Count the lines in the records below that contain the word "RetrievalEngine", and give only that count.

Saved data entries
☆ ☆ ☆ ☆ ☆

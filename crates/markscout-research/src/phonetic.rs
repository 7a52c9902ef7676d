//! Near-spelling variants of a brand name.
//!
//! This is a spelling heuristic, not a phonetic algorithm: each rule
//! rewrites only the first occurrence of its pattern and there is no
//! edit-distance or IPA modelling.

/// (pattern, replacement), applied in order to the lower-cased name.
const SUBSTITUTIONS: &[(&str, &str)] = &[
    ("i", "ee"), ("i", "y"), ("ee", "i"),
    ("a", "ah"), ("a", "e"),
    ("c", "k"), ("k", "c"),
    ("ph", "f"), ("f", "ph"),
    ("s", "z"), ("z", "s"),
    ("x", "ks"), ("ks", "x"),
    ("ou", "u"), ("u", "ou"),
    ("oo", "u"), ("u", "oo"),
    ("ae", "e"), ("e", "ae"),
];

pub const MAX_VARIANTS: usize = 5;

/// Generate up to five variants in generation order. The lower-cased
/// original is never returned.
pub fn phonetic_variants(brand_name: &str) -> Vec<String> {
    let name = brand_name.to_lowercase();
    let mut candidates: Vec<String> = Vec::new();

    for (old, new) in SUBSTITUTIONS {
        if name.contains(old) {
            candidates.push(name.replacen(old, new, 1));
        }
    }

    if let Some(stem) = name.strip_suffix('a') {
        candidates.push(format!("{name}e"));
        candidates.push(stem.to_string());
    }
    if let Some(stem) = name.strip_suffix('e') {
        candidates.push(format!("{name}a"));
        candidates.push(stem.to_string());
    }

    let mut variants: Vec<String> = Vec::with_capacity(MAX_VARIANTS);
    for candidate in candidates {
        if candidate.is_empty() || candidate == name || variants.contains(&candidate) {
            continue;
        }
        variants.push(candidate);
        if variants.len() == MAX_VARIANTS {
            break;
        }
    }
    variants
}
//! Research pipeline orchestrator.
//!
//! Flow per run:
//!   1. Resolve the Nice class and plan the query strategy
//!   2. Retrieve hits in bounded batches (failures become empty results)
//!   3. Run the four extractors over the hits
//!   4. Score the trademark/company conflicts
//!   5. Assemble the result and the grouped evidence summary
//!
//! A run never fails. Every run owns its own hits and records; nothing is
//! shared between concurrent runs except the provider handle.

use std::sync::Arc;

use chrono::Utc;
use markscout_common::research_config::DefaultsConfig;
use markscout_ranker::calculate_risk_scores;
use serde::{Deserialize, Serialize};
use tokio::sync::broadcast;
use tracing::{info, instrument, warn, Span};
use uuid::Uuid;

use crate::classification::nice_classification;
use crate::extract::{
    extract_common_law_conflicts, extract_company_conflicts, extract_legal_precedents,
    extract_trademark_conflicts,
};
use crate::models::TrademarkResearchResult;
use crate::queries::{generate_search_queries, DEFAULT_COUNTRY};
use crate::retrieval::{RetrievalConfig, RetrievalEngine};
use crate::sources::SearchProvider;
use crate::summary::create_search_summary;

const DEFAULT_LABEL: &str = "General";

// ── Request ───────────────────────────────────────────────────────────────────

/// Input of one research run.
#[derive(Debug, Clone, Default, Serialize, Deserialize)]
pub struct ResearchRequest {
    pub brand_name: String,
    #[serde(default)]
    pub industry: String,
    #[serde(default)]
    pub category: String,
    /// First entry is the primary jurisdiction.
    #[serde(default)]
    pub countries: Vec<String>,
}

impl ResearchRequest {
    pub fn new(brand_name: impl Into<String>) -> Self {
        Self {
            brand_name: brand_name.into(),
            ..Default::default()
        }
    }

    pub fn industry(mut self, industry: impl Into<String>) -> Self {
        self.industry = industry.into();
        self
    }

    pub fn category(mut self, category: impl Into<String>) -> Self {
        self.category = category.into();
        self
    }

    pub fn countries<I, S>(mut self, countries: I) -> Self
    where
        I: IntoIterator<Item = S>,
        S: Into<String>,
    {
        self.countries = countries.into_iter().map(Into::into).collect();
        self
    }

    /// Use the configured default country when the request names none.
    pub fn with_defaults(mut self, defaults: &DefaultsConfig) -> Self {
        if self.countries.iter().all(|c| c.trim().is_empty()) {
            self.countries = vec![defaults.country.clone()];
        }
        self
    }

    /// Trim every field and drop blank countries; India when none remain.
    /// Blank industry/category stay blank; only the result shows "General".
    pub fn normalized(self) -> Self {
        let mut countries: Vec<String> = self
            .countries
            .into_iter()
            .map(|c| c.trim().to_string())
            .filter(|c| !c.is_empty())
            .collect();
        if countries.is_empty() {
            countries.push(DEFAULT_COUNTRY.to_string());
        }
        Self {
            brand_name: self.brand_name.trim().to_string(),
            industry: self.industry.trim().to_string(),
            category: self.category.trim().to_string(),
            countries,
        }
    }
}

/// Label shown in the result for a blank industry or category.
fn display_label(value: String) -> String {
    if value.is_empty() { DEFAULT_LABEL.to_string() } else { value }
}

// ── Progress events ───────────────────────────────────────────────────────────

/// Progress event emitted during a run (cloneable for broadcast).
#[derive(Debug, Clone, Serialize)]
pub struct ResearchProgress {
    pub run_id: Uuid,
    /// plan | search | extract | score | done
    pub stage: String,
    pub message: String,
    pub queries_planned: usize,
    pub hits_collected: usize,
    pub failed_queries: usize,
    pub conflicts_found: usize,
}

impl ResearchProgress {
    fn new(run_id: Uuid) -> Self {
        Self {
            run_id,
            stage: String::new(),
            message: String::new(),
            queries_planned: 0,
            hits_collected: 0,
            failed_queries: 0,
            conflicts_found: 0,
        }
    }
}

// ── Orchestrator ──────────────────────────────────────────────────────────────

/// Run one complete trademark research.
///
/// Progress events are sent via `progress_tx` if provided; a closed or
/// lagging receiver never affects the run.
#[instrument(
    skip(request, provider, config, progress_tx),
    fields(brand = %request.brand_name, run_id = tracing::field::Empty)
)]
pub async fn conduct_trademark_research(
    request: ResearchRequest,
    provider: Arc<dyn SearchProvider>,
    config: &RetrievalConfig,
    progress_tx: Option<broadcast::Sender<ResearchProgress>>,
) -> TrademarkResearchResult {
    let run_id = Uuid::new_v4();
    Span::current().record("run_id", tracing::field::display(run_id));

    let request = request.normalized();
    let mut progress = ResearchProgress::new(run_id);
    let emit = |stage: &str, message: String, progress: &mut ResearchProgress| {
        progress.stage = stage.to_string();
        progress.message = message;
        if let Some(ref tx) = progress_tx {
            let _ = tx.send(progress.clone());
        }
    };

    // ── 1. Plan ───────────────────────────────────────────────────────────────
    let classification = nice_classification(&request.category, &request.industry);
    let queries = generate_search_queries(
        &request.brand_name,
        &request.industry,
        &request.category,
        &request.countries,
    );
    info!(
        industry = %request.industry,
        class = classification.code,
        n_queries = queries.len(),
        provider = provider.name(),
        "🔍 Starting trademark research"
    );
    progress.queries_planned = queries.len();
    emit(
        "plan",
        format!("Class {} ({}), {} queries", classification.code, classification.matched_term, queries.len()),
        &mut progress,
    );

    // ── 2. Retrieve ───────────────────────────────────────────────────────────
    emit("search", format!("Searching via {}", provider.name()), &mut progress);
    let engine = RetrievalEngine::new(Arc::clone(&provider), config.clone());
    let retrieval = engine.execute(&queries).await;
    let hits = retrieval.hits;

    progress.hits_collected = hits.len();
    progress.failed_queries = retrieval.failed_queries;
    if hits.is_empty() {
        warn!(failed = retrieval.failed_queries, "No search results collected, scores will sit on the baseline");
    }

    // ── 3. Extract ────────────────────────────────────────────────────────────
    emit("extract", format!("Extracting conflicts from {} results", hits.len()), &mut progress);
    let trademark_conflicts = extract_trademark_conflicts(&hits, &request.brand_name);
    let company_conflicts = extract_company_conflicts(&hits, &request.brand_name);
    let common_law_conflicts =
        extract_common_law_conflicts(&hits, &request.brand_name, &request.industry);
    let legal_precedents = extract_legal_precedents(&hits);
    info!(
        trademarks = trademark_conflicts.len(),
        companies = company_conflicts.len(),
        common_law = common_law_conflicts.len(),
        precedents = legal_precedents.len(),
        "Extracted conflicts"
    );

    // ── 4. Score ──────────────────────────────────────────────────────────────
    let scores = calculate_risk_scores(&trademark_conflicts, &company_conflicts, &common_law_conflicts);
    progress.conflicts_found = scores.total_conflicts_found as usize;
    emit(
        "score",
        format!("Risk {}/10, success {}%", scores.overall_risk_score, scores.registration_success_probability),
        &mut progress,
    );

    // ── 5. Assemble ───────────────────────────────────────────────────────────
    let result = TrademarkResearchResult {
        run_id,
        brand_name: request.brand_name,
        industry: display_label(request.industry),
        category: display_label(request.category),
        countries: request.countries,
        research_timestamp: Utc::now(),
        nice_classification: classification,
        trademark_conflicts,
        company_conflicts,
        common_law_conflicts,
        legal_precedents,
        overall_risk_score: scores.overall_risk_score,
        registration_success_probability: scores.registration_success_probability,
        opposition_probability: scores.opposition_probability,
        critical_conflicts_count: scores.critical_conflicts_count,
        high_risk_conflicts_count: scores.high_risk_conflicts_count,
        total_conflicts_found: scores.total_conflicts_found,
        queries_executed: retrieval.queries_executed,
        failed_queries: retrieval.failed_queries,
        hits_collected: hits.len(),
        search_results_summary: create_search_summary(&hits),
    };

    info!(
        risk = result.overall_risk_score,
        conflicts = result.total_conflicts_found,
        "✅ Trademark research complete"
    );
    emit("done", "Research complete".to_string(), &mut progress);
    result
}

#[cfg(test)]
mod tests {
    use super::*;

    use crate::sources::MockSearchProvider;
    use markscout_common::RiskLevel;

    #[test]
    fn test_request_defaults() {
        let request = ResearchRequest::new("  Zeno ").countries(["", "  "]).normalized();
        assert_eq!(request.brand_name, "Zeno");
        assert_eq!(request.industry, "");
        assert_eq!(request.category, "");
        assert_eq!(request.countries, vec!["India"]);
    }

    #[test]
    fn test_configured_default_country() {
        let defaults = DefaultsConfig { country: "USA".to_string() };
        let request = ResearchRequest::new("Zeno").with_defaults(&defaults).normalized();
        assert_eq!(request.countries, vec!["USA"]);

        let explicit = ResearchRequest::new("Zeno").countries(["UK"]).with_defaults(&defaults);
        assert_eq!(explicit.countries, vec!["UK"]);
    }

    #[tokio::test]
    async fn test_blank_industry_is_display_only() {
        let provider = Arc::new(MockSearchProvider::new().with_hits(
            "Zeno",
            vec![MockSearchProvider::hit(
                "Zeno Shop",
                "https://zenoshop.example.com/",
                "General store, buy online",
            )],
        ).fail_on("General"));
        let config = RetrievalConfig { batch_delay: std::time::Duration::ZERO, ..Default::default() };

        let result =
            conduct_trademark_research(ResearchRequest::new("Zeno"), provider, &config, None).await;

        assert_eq!(result.industry, "General");
        assert_eq!(result.category, "General");
        // No planned query carries the placeholder label.
        assert_eq!(result.failed_queries, 0);
        let matches: Vec<_> = result
            .common_law_conflicts
            .iter()
            .map(|c| (c.industry_match, c.risk_level))
            .collect();
        assert_eq!(matches, vec![(false, RiskLevel::Low)]);
    }

    #[test]
    fn test_request_keeps_values() {
        let request = ResearchRequest::new("Zeno")
            .industry("Technology")
            .category("SaaS")
            .countries(["USA", "India"])
            .normalized();
        assert_eq!(request.industry, "Technology");
        assert_eq!(request.countries, vec!["USA", "India"]);
    }
}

☆ ☆ ☆ ☆ ☆

RESPONSE:
2